◆ **What the task asks**
Lines with the word "outcomes" in them are the ones to copy from the records.

◆ **Stored data**
----------

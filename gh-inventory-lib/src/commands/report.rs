use super::Host;
use super::common::{GlobalArgs, TokenArgs};
use super::config::Profile;
use crate::Result;
use crate::engine::{
    InventoryError, RateGovernor, ReportSummary, RequestTracker, RunContext, TopicStatus, ensure_rate_limits, monitor_rate_limits,
};
use crate::platform::{GitHubClient, Platform};
use crate::reports::{Inventory, InventorySettings, ReportKind};
use camino::Utf8PathBuf;
use clap::Parser;
use core::num::{NonZeroU32, NonZeroUsize};
use core::str::FromStr;
use core::time::Duration;
use futures_util::future::join_all;
use ohno::{app_err, bail};
use std::io::Write;
use std::sync::Arc;
use strum::IntoEnumIterator;

const LOG_TARGET: &str = "    report";

const ALL: &str = "all";

#[derive(Parser, Debug)]
pub struct ReportArgs {
    /// Reports to produce (organizations, repositories, teams, collaborators, users), or `all`
    #[arg(value_name = "KIND", required = true)]
    pub reports: Vec<String>,

    /// Enterprise slug (overrides the profile)
    #[arg(long, value_name = "SLUG")]
    pub enterprise: Option<String>,

    #[command(flatten)]
    pub token: TokenArgs,

    /// Directory that receives the CSV reports (overrides the profile)
    #[arg(long, value_name = "DIR")]
    pub output_dir: Option<Utf8PathBuf>,

    /// Concurrent workers per pipeline stage (overrides the profile)
    #[arg(long, value_name = "N")]
    pub workers: Option<NonZeroUsize>,

    /// Items admitted per second per report (overrides the profile)
    #[arg(long, value_name = "N")]
    pub requests_per_second: Option<NonZeroU32>,
}

/// Outcome of one report in a run.
pub type ReportOutcome = (ReportKind, core::result::Result<ReportSummary, InventoryError>);

pub async fn generate_reports<H: Host>(host: &mut H, global: &GlobalArgs, args: &ReportArgs) -> Result<()> {
    global.init_logging();

    let kinds = selected_kinds(&args.reports)?;
    let (profile_name, profile) = global.load_profile()?;
    let settings = inventory_settings(&profile, args)?;
    let output_dir = settings.output_dir.clone();

    log::info!(
        target: LOG_TARGET,
        "Inventorying enterprise '{}' with profile '{profile_name}' into '{output_dir}'",
        settings.enterprise
    );

    let client = Arc::new(GitHubClient::new(args.token.require()?, &profile.api_url, &profile.graphql_url)?);

    let progress = global.progress();
    progress.set_phase("Inventory");
    let topics: Vec<&'static str> = kinds.iter().map(|kind| kind.name()).collect();
    let tracker = RequestTracker::new(&progress, &topics);

    let governor = Arc::new(RateGovernor::new(Arc::clone(&client), profile.governor_settings()).with_tracker(tracker.clone()));
    let ctx = RunContext::new().with_tracker(tracker);
    let inventory = Inventory::new(client, governor, settings);

    ensure_rate_limits(ctx.token(), inventory.governor()).await;

    let (outcomes, interrupted) = run_reports(&inventory, &ctx, &kinds, profile.monitor_interval).await;
    progress.done();

    let incomplete = ctx.is_cancelled();
    let mut failed = 0usize;
    for (kind, outcome) in &outcomes {
        match outcome {
            Ok(summary) => {
                let _ = writeln!(
                    host.output(),
                    "{kind}: {} row(s) written to '{}', {} item(s) skipped{}",
                    summary.rows_written,
                    output_dir.join(kind.file_name()),
                    summary.items_failed,
                    if incomplete { " (incomplete)" } else { "" }
                );
            }
            Err(e) => {
                failed += 1;
                let _ = writeln!(host.error(), "{kind}: failed: {e}");
            }
        }
    }

    if failed > 0 {
        bail!("{failed} of {} report(s) failed", outcomes.len());
    }

    if interrupted {
        bail!("interrupted, reports are incomplete");
    }

    Ok(())
}

/// Run `kinds` side by side, sharing the inventory's cache and governor.
///
/// The quota monitor runs alongside the reports and stops when they are done. Ctrl-C
/// cancels the run; the second return value tells whether that happened.
pub async fn run_reports<P: Platform>(
    inventory: &Inventory<P>,
    ctx: &RunContext,
    kinds: &[ReportKind],
    monitor_interval: Duration,
) -> (Vec<ReportOutcome>, bool) {
    let finished = ctx.token().child_token();

    let reports = async {
        let outcomes = join_all(kinds.iter().map(|&kind| async move {
            let outcome = inventory.run_report(kind, ctx).await;
            if let Some(tracker) = ctx.tracker() {
                tracker.set_topic_status(kind.name(), TopicStatus::Done);
            }
            (kind, outcome)
        }))
        .await;

        finished.cancel();
        outcomes
    };

    let interrupt = async {
        tokio::select! {
            biased;
            () = finished.cancelled() => false,
            signal = tokio::signal::ctrl_c() => match signal {
                Ok(()) => {
                    log::warn!(target: LOG_TARGET, "Interrupted, stopping");
                    if let Some(tracker) = ctx.tracker() {
                        tracker.println("Interrupted, stopping...");
                    }
                    ctx.cancel();
                    true
                }
                Err(e) => {
                    log::debug!(target: LOG_TARGET, "Could not listen for Ctrl-C: {e}");
                    finished.cancelled().await;
                    false
                }
            },
        }
    };

    let (outcomes, (), interrupted) = tokio::join!(reports, monitor_rate_limits(&finished, inventory.governor(), monitor_interval), interrupt);
    (outcomes, interrupted)
}

/// Resolve report names, expanding `all`. Duplicates are dropped, order is kept.
fn selected_kinds(names: &[String]) -> Result<Vec<ReportKind>> {
    let mut kinds = Vec::new();
    for name in names {
        let requested: Vec<ReportKind> = if name.eq_ignore_ascii_case(ALL) {
            ReportKind::iter().collect()
        } else {
            let Ok(kind) = ReportKind::from_str(&name.to_ascii_lowercase()) else {
                let known: Vec<&str> = ReportKind::iter().map(ReportKind::name).collect();
                bail!("unknown report '{name}', expected one of: {}, or {ALL}", known.join(", "));
            };
            vec![kind]
        };

        for kind in requested {
            if !kinds.contains(&kind) {
                kinds.push(kind);
            }
        }
    }

    Ok(kinds)
}

/// Merge the profile with command-line overrides.
fn inventory_settings(profile: &Profile, args: &ReportArgs) -> Result<InventorySettings> {
    let enterprise = args
        .enterprise
        .clone()
        .or_else(|| profile.enterprise.clone())
        .filter(|e| !e.is_empty())
        .ok_or_else(|| app_err!("no enterprise given: pass --enterprise or set `enterprise` in the profile"))?;

    let workers = match args.workers {
        Some(workers) => workers,
        None => NonZeroUsize::new(profile.workers).ok_or_else(|| app_err!("workers must be at least 1"))?,
    };

    let requests_per_second = match args.requests_per_second {
        Some(rate) => rate,
        None => NonZeroU32::new(profile.requests_per_second).ok_or_else(|| app_err!("requests_per_second must be at least 1"))?,
    };

    Ok(InventorySettings {
        enterprise,
        output_dir: args.output_dir.clone().unwrap_or_else(|| profile.output_dir.clone()),
        workers,
        requests_per_second,
        retry: profile.retry_policy(),
        dormant_after: profile.dormant_after,
    })
}

#[cfg(test)]
mod tests {
    use super::*;

    fn args(reports: &[&str]) -> ReportArgs {
        ReportArgs {
            reports: reports.iter().map(ToString::to_string).collect(),
            enterprise: None,
            token: TokenArgs { token: None },
            output_dir: None,
            workers: None,
            requests_per_second: None,
        }
    }

    #[test]
    fn all_expands_in_declaration_order() {
        let kinds = selected_kinds(&["all".to_string()]).unwrap();
        assert_eq!(kinds, ReportKind::iter().collect::<Vec<_>>());
    }

    #[test]
    fn duplicates_are_dropped() {
        let kinds = selected_kinds(&["Teams".to_string(), "users".to_string(), "teams".to_string()]).unwrap();
        assert_eq!(kinds, [ReportKind::Teams, ReportKind::Users]);
    }

    #[test]
    fn unknown_report_is_rejected() {
        let err = selected_kinds(&["wikis".to_string()]).unwrap_err();
        assert!(err.to_string().contains("wikis"));
    }

    #[test]
    fn flags_override_profile() {
        let profile = Profile {
            enterprise: Some("acme".into()),
            ..Profile::default()
        };

        let settings = inventory_settings(&profile, &args(&["all"])).unwrap();
        assert_eq!(settings.enterprise, "acme");
        assert_eq!(settings.workers.get(), 8);
        assert_eq!(settings.output_dir, "inventory");

        let mut overridden = args(&["all"]);
        overridden.enterprise = Some("globex".into());
        overridden.workers = NonZeroUsize::new(2);
        overridden.output_dir = Some("out".into());

        let settings = inventory_settings(&profile, &overridden).unwrap();
        assert_eq!(settings.enterprise, "globex");
        assert_eq!(settings.workers.get(), 2);
        assert_eq!(settings.output_dir, "out");
    }

    #[test]
    fn enterprise_is_required() {
        assert!(inventory_settings(&Profile::default(), &args(&["users"])).is_err());
    }
}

----------

◆ **Answer to this task**
    let (outcomes, interrupted) = run_reports(&inventory, &ctx, &kinds, profile.monitor_interval).await;
    for (kind, outcome) in &outcomes {
        bail!("{failed} of {} report(s) failed", outcomes.len());
        let outcomes = join_all(kinds.iter().map(|&kind| async move {
        outcomes
    let (outcomes, (), interrupted) = tokio::join!(reports, monitor_rate_limits(&finished, inventory.governor(), monitor_interval), interrupt);
    (outcomes, interrupted)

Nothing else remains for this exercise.